Personal information
- Date of birth: 27 January 1986 (age 40)
- Place of birth: Tbilisi, Georgian SSR, Soviet Union
- Height: 1.97 m (6 ft 6 in)
- Position: Goalkeeper

Team information
- Current team: Dinamo Tbilisi
- Number: 1

Youth career
- 1994–2002: Avaza Tbilisi
- 2002–2005: Dinamo Tbilisi

Senior career*
- Years: Team / Apps / (Gls)
- 2005–2014: Dinamo Tbilisi / 171 / (0)
- 2014–2015: OFI / 25 / (0)
- 2015: Olympiacos / 0 / (0)
- 2015–2018: Krylia Sovetov Samara / 39 / (0)
- 2017–2018: → Anzhi Makhachkala (loan) / 13 / (0)
- 2019: 1. FC Magdeburg / 11 / (0)
- 2019–2023: Anorthosis Famagusta / 111 / (0)
- 2023–2024: Dinamo Tbilisi / 26 / (0)
- 2024–2025: Omonia Aradippou / 32 / (0)
- 2025–: Dinamo Tbilisi / 33 / (0)

International career^{‡}
- 2006–2008: Georgia U-21 / 4 / (0)
- 2008–2025: Georgia / 79 / (0)

= Giorgi Loria =

Georgian footballer (born 1986)

Giorgi Loria (გიორგი ლორია, /ka/; born 27 January 1986) is a Georgian professional footballer who plays as a goalkeeper for Dinamo Tbilisi.

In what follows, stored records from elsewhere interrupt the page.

pub mod adc;
pub mod calibration;
#[cfg(target_os = "linux")]
pub mod hardware;
pub mod thermocouple;

use embedded_hal::delay::DelayNs;
use embedded_hal::digital::OutputPin;
use embedded_hal::spi::SpiDevice;
use serde::{Deserialize, Serialize};

use crate::error::{LabError, Result};
use crate::settings::Settings;

use adc::Mcp3008;
use calibration::CalibrationCurve;
use thermocouple::{Max6675, SpiOpener};

pub use calibration::voltage_to_temperature;

/// One pass over every configured probe, already in °C.
#[derive(Debug, Clone, PartialEq, Serialize, Deserialize)]
pub struct Readings {
    pub thermistors: Vec<f64>,
    pub thermocouple: f64,
}

/// Everything the sampling loop needs from the hardware. The loop takes
/// ownership of the array for the whole session and hands it back on stop.
pub trait SensorArray: Send {
    fn thermistor_count(&self) -> usize;

    /// Blocking. Unconvertible thermistor voltages come back as NaN; bus
    /// failures are errors.
    fn sample(&mut self) -> Result<Readings>;
}

/// MCP3008 thermistor channels plus a MAX6675 thermocouple.
pub struct ProbeArray<SPI, O, CS, D> {
    adc: Mcp3008<SPI>,
    thermocouple: Max6675<O, CS, D>,
    channels: Vec<u8>,
    curve: CalibrationCurve,
}

impl<SPI, O, CS, D> ProbeArray<SPI, O, CS, D>
where
    SPI: SpiDevice,
    O: SpiOpener,
    CS: OutputPin,
    D: DelayNs,
{
    pub fn new(
        adc: Mcp3008<SPI>,
        thermocouple: Max6675<O, CS, D>,
        channels: Vec<u8>,
        curve: CalibrationCurve,
    ) -> Result<Self> {
        if let Some(&channel) = channels.iter().find(|&&ch| ch >= adc::ADC_CHANNELS) {
            return Err(LabError::ChannelOutOfRange {
                channel,
                available: adc::ADC_CHANNELS,
            });
        }
        Ok(Self {
            adc,
            thermocouple,
            channels,
            curve,
        })
    }

    pub fn curve(&self) -> CalibrationCurve {
        self.curve
    }
}

impl<SPI, O, CS, D> SensorArray for ProbeArray<SPI, O, CS, D>
where
    SPI: SpiDevice + Send,
    O: SpiOpener + Send,
    CS: OutputPin + Send,
    D: DelayNs + Send,
{
    fn thermistor_count(&self) -> usize {
        self.channels.len()
    }

    fn sample(&mut self) -> Result<Readings> {
        let mut thermistors = Vec::with_capacity(self.channels.len());
        for &channel in &self.channels {
            let voltage = self.adc.read_channel(channel)?;
            thermistors.push(self.curve.voltage_to_temperature(voltage));
        }
        let thermocouple = self.thermocouple.read_temperature()?;
        Ok(Readings {
            thermistors,
            thermocouple,
        })
    }
}

/// Open the configured probes. Only Linux has a hardware backend.
pub fn open_sensor_array(settings: &Settings) -> Result<Box<dyn SensorArray>> {
    #[cfg(target_os = "linux")]
    {
        let array = hardware::open_probe_array(settings)?;
        Ok(Box::new(array))
    }

    #[cfg(not(target_os = "linux"))]
    {
        let _ = settings;
        Err(LabError::device("spi", "SPI probes are only supported on Linux"))
    }
}

pub(crate) fn bus_error<E: embedded_hal::spi::Error>(device: &str, err: E) -> LabError {
    LabError::Bus(format!("{device}: {:?}", err.kind()))
}

#[cfg(test)]
mod tests {
    use super::*;
    use crate::sensors::adc::tests::ScriptedSpi;
    use std::convert::Infallible;

    struct FixedOpener(Vec<u8>);

    impl SpiOpener for FixedOpener {
        type Device = ScriptedSpi;

        fn open(&mut self) -> Result<ScriptedSpi> {
            Ok(ScriptedSpi {
                responses: vec![self.0.clone()],
                ..Default::default()
            })
        }
    }

    struct NoPin;

    impl embedded_hal::digital::ErrorType for NoPin {
        type Error = Infallible;
    }

    impl OutputPin for NoPin {
        fn set_low(&mut self) -> std::result::Result<(), Infallible> {
            Ok(())
        }

        fn set_high(&mut self) -> std::result::Result<(), Infallible> {
            Ok(())
        }
    }

    struct NoDelay;

    impl DelayNs for NoDelay {
        fn delay_ns(&mut self, _ns: u32) {}
    }

    fn array(adc_replies: Vec<Vec<u8>>, channels: Vec<u8>) -> Result<ProbeArray<ScriptedSpi, FixedOpener, NoPin, NoDelay>> {
        let adc = Mcp3008::new(
            ScriptedSpi {
                responses: adc_replies,
                ..Default::default()
            },
            3.3,
        );
        let max = Max6675::new(FixedOpener(vec![0x03, 0x20]), NoPin, NoDelay, 10)?;
        ProbeArray::new(adc, max, channels, CalibrationCurve::default())
    }

    #[test]
    fn samples_every_channel_in_order() {
        let replies = vec![
            vec![0, 0x02, 0x00],
            vec![0, 0x00, 0x00],
            vec![0, 0x03, 0xFF],
            vec![0, 0x02, 0x00],
        ];
        let mut probes = array(replies, vec![0, 1, 2, 3]).unwrap();
        let readings = probes.sample().unwrap();

        assert_eq!(probes.thermistor_count(), 4);
        assert_eq!(readings.thermistors.len(), 4);
        assert_eq!(readings.thermistors[0], 25.0);
        assert!(readings.thermistors[1].is_nan());
        assert!(readings.thermistors[2].is_finite());
        assert_eq!(readings.thermistors[3], 25.0);
        assert_eq!(readings.thermocouple, 25.0);
    }

    #[test]
    fn rejects_unknown_channels_up_front() {
        assert!(matches!(
            array(Vec::new(), vec![0, 9]),
            Err(LabError::ChannelOutOfRange { channel: 9, .. })
        ));
    }
}
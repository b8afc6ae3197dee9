use std::path::{Path, PathBuf};

use chrono::{DateTime, Utc};
use serde::{Deserialize, Serialize};

use crate::error::{LabError, Result};

const LOG_SUFFIX: &str = "sensor_log.csv";
const VIDEO_SUFFIX: &str = "video.avi";

/// What the operator typed in to start a run.
#[derive(Debug, Clone, PartialEq, Eq, Serialize, Deserialize)]
#[serde(rename_all = "camelCase")]
pub struct SessionParams {
    pub operating_setting: String,
    pub variant_label: String,
    pub duration: Option<String>,
}

impl SessionParams {
    pub fn new(
        operating_setting: impl Into<String>,
        variant_label: impl Into<String>,
        duration: Option<String>,
    ) -> Result<Self> {
        let params = Self {
            operating_setting: operating_setting.into().trim().to_string(),
            variant_label: variant_label.into().trim().to_string(),
            duration: duration
                .map(|d| d.trim().to_string())
                .filter(|d| !d.is_empty()),
        };
        check_component("operating_setting", &params.operating_setting)?;
        check_component("variant_label", &params.variant_label)?;
        if let Some(duration) = &params.duration {
            check_component("duration", duration)?;
        }
        Ok(params)
    }

    /// `<setting>_<variant>[_<duration>]`. Identical parameters give identical
    /// names, so a repeated run appends to / replaces the earlier files.
    pub fn stem(&self) -> String {
        match &self.duration {
            Some(duration) => format!(
                "{}_{}_{}",
                self.operating_setting, self.variant_label, duration
            ),
            None => format!("{}_{}", self.operating_setting, self.variant_label),
        }
    }

    pub fn log_path(&self, dir: &Path) -> PathBuf {
        dir.join(format!("{}_{LOG_SUFFIX}", self.stem()))
    }

    pub fn video_path(&self, dir: &Path) -> PathBuf {
        dir.join(format!("{}_{VIDEO_SUFFIX}", self.stem()))
    }
}

fn check_component(name: &'static str, value: &str) -> Result<()> {
    if value.is_empty() {
        return Err(LabError::InvalidParameter {
            name,
            reason: "must not be empty".into(),
        });
    }
    if value.contains(['/', '\\']) || value == "." || value == ".." {
        return Err(LabError::InvalidParameter {
            name,
            reason: format!("'{value}' is not a plain file name component"),
        });
    }
    Ok(())
}

#[derive(Debug, Clone, Serialize, Deserialize)]
#[serde(rename_all = "camelCase")]
pub struct Session {
    pub id: String,
    pub params: SessionParams,
    pub log_path: PathBuf,
    pub video_path: PathBuf,
    pub started_at: DateTime<Utc>,
    /// False when video is disabled or the camera could not record.
    pub video_recording: bool,
}

#[derive(Debug, Clone, Serialize, Deserialize)]
#[serde(rename_all = "camelCase")]
pub struct SessionSummary {
    pub session: Session,
    pub stopped_at: DateTime<Utc>,
    pub records_written: u64,
    pub frames_recorded: u64,
    /// Failures the sampling or capture loop hit while the session ran.
    pub loop_errors: Vec<String>,
}
use anyhow::{bail, Context, Result};
use serde::{Deserialize, Serialize};
use std::{
    fs,
    path::{Path, PathBuf},
    sync::RwLock,
};

use crate::sensors::adc::ADC_CHANNELS;
use crate::sensors::calibration::CalibrationCurve;

pub const OUTPUT_DIR_ENV: &str = "LABWATCH_OUTPUT_DIR";
pub const VIDEO_ENV: &str = "LABWATCH_VIDEO";
pub const CONFIG_ENV: &str = "LABWATCH_CONFIG";
pub const DEFAULT_CONFIG_FILE: &str = "labwatch.json";
/// One sample a day is the slowest cadence accepted.
pub const MAX_SAMPLE_INTERVAL_SECS: f64 = 86_400.0;

#[derive(Debug, Clone, Serialize, Deserialize, PartialEq)]
#[serde(default)]
pub struct AdcSettings {
    pub bus: u8,
    pub slave_select: u8,
    pub clock_hz: u32,
    pub vref: f64,
}

impl Default for AdcSettings {
    fn default() -> Self {
        Self {
            bus: 0,
            slave_select: 0,
            clock_hz: 1_000_000,
            vref: 3.3,
        }
    }
}

#[derive(Debug, Clone, Serialize, Deserialize, PartialEq)]
#[serde(default)]
pub struct ThermocoupleSettings {
    pub bus: u8,
    pub slave_select: u8,
    pub clock_hz: u32,
    /// BCM number of the manually driven chip-select line.
    pub cs_pin: u8,
    pub conversion_delay_ms: u32,
}

impl Default for ThermocoupleSettings {
    fn default() -> Self {
        Self {
            bus: 0,
            slave_select: 1,
            clock_hz: 500_000,
            cs_pin: 7,
            conversion_delay_ms: 10,
        }
    }
}

#[derive(Debug, Clone, Serialize, Deserialize, PartialEq)]
#[serde(default)]
pub struct VideoSettings {
    pub enabled: bool,
    pub device: String,
    pub width: u32,
    pub height: u32,
    pub fps: u32,
    pub jpeg_quality: u8,
    pub preview_timeout_ms: u64,
    pub command_timeout_ms: u64,
}

impl Default for VideoSettings {
    fn default() -> Self {
        Self {
            enabled: true,
            device: "/dev/video0".into(),
            width: 640,
            height: 480,
            fps: 20,
            jpeg_quality: 80,
            preview_timeout_ms: 2_000,
            command_timeout_ms: 5_000,
        }
    }
}

#[derive(Debug, Clone, Serialize, Deserialize, PartialEq)]
#[serde(default)]
pub struct Settings {
    pub output_dir: PathBuf,
    pub sample_interval_secs: f64,
    pub thermistor_channels: u8,
    pub adc: AdcSettings,
    pub thermocouple: ThermocoupleSettings,
    pub calibration: CalibrationCurve,
    pub video: VideoSettings,
}

impl Default for Settings {
    fn default() -> Self {
        Self {
            output_dir: PathBuf::from("."),
            sample_interval_secs: 10.0,
            thermistor_channels: 4,
            adc: AdcSettings::default(),
            thermocouple: ThermocoupleSettings::default(),
            calibration: CalibrationCurve::default(),
            video: VideoSettings::default(),
        }
    }
}

impl Settings {
    pub fn validate(&self) -> Result<()> {
        let interval = self.sample_interval_secs;
        if !interval.is_finite() || interval <= 0.0 || interval > MAX_SAMPLE_INTERVAL_SECS {
            bail!(
                "sample_interval_secs must be within (0, {MAX_SAMPLE_INTERVAL_SECS}], got {interval}"
            );
        }
        if self.thermistor_channels == 0 || self.thermistor_channels > ADC_CHANNELS {
            bail!(
                "thermistor_channels must be within 1..={ADC_CHANNELS}, got {}",
                self.thermistor_channels
            );
        }
        if self.video.fps == 0 {
            bail!("video.fps must be greater than zero");
        }
        if self.video.width == 0 || self.video.height == 0 {
            bail!("video resolution must be non-zero");
        }
        if self.calibration.fixed_resistor_ohms <= 0.0 || self.calibration.vref <= 0.0 {
            bail!("calibration resistor and reference voltage must be positive");
        }
        Ok(())
    }

    pub fn sample_interval(&self) -> Result<std::time::Duration> {
        std::time::Duration::try_from_secs_f64(self.sample_interval_secs).with_context(|| {
            format!(
                "sample_interval_secs {} is not a valid duration",
                self.sample_interval_secs
            )
        })
    }

    fn apply_env_overrides(&mut self) {
        if let Ok(dir) = std::env::var(OUTPUT_DIR_ENV) {
            if !dir.trim().is_empty() {
                self.output_dir = PathBuf::from(dir);
            }
        }
        if let Ok(value) = std::env::var(VIDEO_ENV) {
            self.video.enabled = value == "1" || value.eq_ignore_ascii_case("true");
        }
    }
}

pub struct SettingsStore {
    path: PathBuf,
    data: RwLock<Settings>,
}

impl SettingsStore {
    /// Missing file means defaults; a file that exists but does not parse is an error.
    pub fn new(path: PathBuf) -> Result<Self> {
        let mut data = if path.exists() {
            let contents = fs::read_to_string(&path)
                .with_context(|| format!("Failed to read settings from {}", path.display()))?;
            serde_json::from_str(&contents)
                .with_context(|| format!("Failed to parse settings in {}", path.display()))?
        } else {
            Settings::default()
        };
        data.apply_env_overrides();
        data.validate()?;

        Ok(Self {
            path,
            data: RwLock::new(data),
        })
    }

    pub fn path(&self) -> &Path {
        &self.path
    }

    pub fn settings(&self) -> Settings {
        match self.data.read() {
            Ok(guard) => guard.clone(),
            Err(poisoned) => poisoned.into_inner().clone(),
        }
    }

    pub fn update(&self, settings: Settings) -> Result<()> {
        settings.validate()?;
        let mut guard = match self.data.write() {
            Ok(guard) => guard,
            Err(poisoned) => poisoned.into_inner(),
        };
        self.persist(&settings)?;
        *guard = settings;
        Ok(())
    }

    fn persist(&self, data: &Settings) -> Result<()> {
        if let Some(parent) = self.path.parent() {
            if !parent.as_os_str().is_empty() {
                fs::create_dir_all(parent).with_context(|| {
                    format!("Failed to create settings directory {}", parent.display())
                })?;
            }
        }
        let serialized = serde_json::to_string_pretty(data)?;
        fs::write(&self.path, serialized)
            .with_context(|| format!("Failed to write settings to {}", self.path.display()))
    }
}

During his long career Loria has played in five different leagues and become the most capped goalkeeper of the national team. He is the three-time Georgian champion with Dinamo Tbilisi. Loria has also won the national cup and Supercup six times in total. While at Anorthosis, he lifted the Cypriot Cup as well.

==Club career==
Loria joined the Avaza football school at age 8. At 17, he moved to Dinamo Tbilisi academy whence he was initially promoted to its junior team. In 2005 Loria played for the senior team for the first time. After nine consecutive seasons at Dinamo, he left the club in July 2014 having won eight titles across all three domestic competitions.

During the 2014–15 season, Loria played for OFI but due to the club's financial problems he left the club at the end of the season. According to a source, Loria had reached a verbal agreement with PAOK in early 2015, however he did not sign for the team.

The keeper was eventually signed by Olympiacos as a back-up of Roberto, since the second-choice goalkeeper Balázs Megyeri had left the Greek giants. Loria signed with Olympiacos for a two-year contract. OFI were rumored to have accepted a bid in the region of €700,000, as Loria was among the top goalkeepers in the 2014–15 season.

Loria quickly left Olympiacos due to personal issues and increased competition with teammates Stefanos Kapino and Andreas Gianniotis for the team's #2, while Roberto is undoubtedly the team's first-choice under their goalposts and one of Thrylos' captains. Olympiacos' latest intention to invest in the two young Greek prospects' development was a contributing factor for Loria's decision to leave the squad. Both the player and the club agreed that it was best to part ways. He signed for the Russian Premier League side Krylia Sovetov Samara shortly after.

On 21 August 2017, following Krylia Sovetov's relegation from the Russian Premier League, he joined Anzhi Makhachkala on loan for 2017–18 season.

On 18 January 2019, Loria signed a six-month deal with 2. Bundesliga side 1. FC Magdeburg.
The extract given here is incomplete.